Everything was silent, except our slightly tired voices.
 Inspiration ignited. Half an hour past as our feet wandered inside.
 I felt wrapped in comfort and knew I was there for a purpose. 
Still here for something. 


MLC

7/8/13

Carmel Dog


(WRITTEN JUNE 24TH 2013)

The chlorine salted my softened skin. While the crinkled scratchy towel safely fell around me. 
I stepped out under the stars as the world welcomed me with sweet air, warm enough for comfort. Stable enough to dance.
A glow, a tiny sigh. A spirit sprung into action with a few dainty inspired words.
My thoughts seemed to be everywhere. I thought of my turning stomach, and the ache of loneliness.
I also felt whole, and unfolded like a poem once discarded. 
Was it possible to feel these two things at once? I thought so. I still feel so.
Walking into the night air felt like a haven.
I was decorated with palm trees, a luau of intoxicating memories swung around my empty hip bones. 
The air (sweet) air I mentioned before lacked a sent and was fearful of belonging, so it just drifted contently. 
These memories laced back into the earlier day. Of Walter the dog, a carmel candy Cocker Spaniel racing on the floor. His soft paw fluffed up onto my arm.
His girth, chunky and happy.
I enjoyed him jumping so high. As he did so my soul jumped.
I couldn't help thinking…"Any dog that lands a spot in this place is set; in no way lacking love."
I imagined his doggie dreams, of running on the freeway with scissors attached  while his Mama herded him safely.
A better place now. 
I longed for the words that fit his rapture. 
None could place it. 
What would it take in life to be like Walter?
From fallen, to King? 
Agile carmel racing to feel, not to win. 
A graduation into loving old ringed fingers and eggs for breakfast. 

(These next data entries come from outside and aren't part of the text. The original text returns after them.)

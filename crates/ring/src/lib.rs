// Copyright 2025 Irreducible Inc.

//! Multivariate polynomial container and resultant bridge, built atop the
//! `mpoly_pack` crate.
//!
//! This crate provides:
//!
//! * [`MPolyRing`]: the explicit ring context (variable count, term order)
//! * [`MPoly`]: a polynomial container owning a coefficient array and a
//!   packed exponent buffer, with width promotion on insert
//! * [`MPolyUnivar`] and [`to_univar`]: a multivariate polynomial viewed as
//!   univariate in one chosen variable
//! * [`resultant`]: the bridge that reduces a multivariate resultant to a
//!   univariate one

mod error;
mod poly;
mod resultant;
mod ring;
mod univar;

pub use error::*;
pub use poly::*;
pub use resultant::*;
pub use ring::*;
pub use univar::*;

My heart set back to the water in front of me. I had forgotten how to write, and forced it often.
But it didn't feel like it when today came, or even the emptiness of the day before.
Mind in a fog, and face set to splinter.
It all made sense when the world felt so innocent.
Now, tiny bit wiser and the sense of forgiving.
Forgive you, forgive God, forgive the the anger residing.
I scratched my orange nails on my legs, through my white hair.
Slowly but surely I am always remembering who I am, and why I am.

It has always felt like discovery, a beginning.
Over and over again.
Constant forgiving.

I slid myself into the pool illuminated and calm, the same temperature of the air.
It wrapped itself around my lonely hipbones. 
I suddenly saw myself where I had always wanted to be.
To start doing, be direct.
Remind you to remind me.
My toes waterlogged, rough against plaster.
Raised and complete.
Forgiving, forgiven.
Present, and current.
The stars my dear friends, sending their quiet blessings deep down within me.
The moon in hiding, and counting the days til it can shine again. 
It is all a good memory, there is still a lot of fight.

And here I am again, remembering and correcting.

A part of me still back there, but a lot back in town. 
And why should we just stop, forget and let go?
No, no. 
Forgive, and be happy. Thats all there is to it.